This publication is good for easy reading about how to do all the things mentioned in the other publications.
This 120+-page document is chock-full of helpful information in 25+ detailed articles with lots of pictures, drawings, and art work about general gardening and "how-to" topics. The topics were taken from the 52 Weeks of Gardening book and are explained in detail. A comprehensive index at the end makes finding anything a piece o' cake.
The articles are written for the novice as well as the experienced gardener in easily understandable language without
a lot of technical jargon...written by a guy who has "been there, done that" who makes it fun to read.
As Dr.
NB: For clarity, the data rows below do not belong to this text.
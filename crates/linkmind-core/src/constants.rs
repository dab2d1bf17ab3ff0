/// LinkMind system version.
pub const VERSION: &str = env!("CARGO_PKG_VERSION");

// --- License hoarding ---

/// Reserved capacity must exceed required capacity by this factor.
pub const LICENSE_HOARDING_RATIO: f64 = 1.5;

/// Reserved capacity at or below this floor is never hoarding (Mbps).
pub const LICENSE_HOARDING_FLOOR_MBPS: u32 = 50;

// --- Spectrum waste ---

/// The only bandwidth tier the spectrum rule inspects (MHz).
pub const SPECTRUM_WASTE_TIER_MHZ: u32 = 56;

/// Reclaimable spectrum on the 56 MHz tier, and the remediation target (MHz).
pub const SPECTRUM_RECLAIM_MHZ: u32 = 28;

/// Links carrying at least this much traffic keep their 56 MHz channel (Mbps).
pub const SPECTRUM_WASTE_THROUGHPUT_CEILING_MBPS: f64 = 50.0;

// --- Zombie port ---

/// An UP port below this throughput is a zombie (Mbps).
pub const ZOMBIE_THROUGHPUT_CEILING_MBPS: f64 = 1.0;

/// Sentinel wasted quantity for a zombie port (one port).
pub const ZOMBIE_WASTED_PORTS: f64 = 1.0;

// --- Remediation ---

/// Prefix of the ledger action label, followed by the offense code.
pub const LEDGER_ACTION_PREFIX: &str = "RICO_";

/// Identifier used when a snapshot carries no link id.
pub const UNKNOWN_LINK_ID: &str = "UNKNOWN";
Jerry Parsons says, “Spring gardening is just practice for fall gardening.” What he’s talking about is fall gardening typically goes a little better because the nights get a little cooler, the days start shortening as well as getting a little cooler, and basically, it’s just a lot easier to garden and for plants to grow in the fall. Most times the payoff is much better, also. You get bigger and better flowers, veggies, and herbs.
With that in mind, let’s look at what it takes to make all this happen. We’ll look at bed preparation, planting, watering, and fertilizing.
The very first thing you should consider is whether or not the beds are in any shape to handle the rigors of fall gardening. It makes no difference if we’re talking about flowers or veggies, if the beds aren’t ready, it ain’t going to happen.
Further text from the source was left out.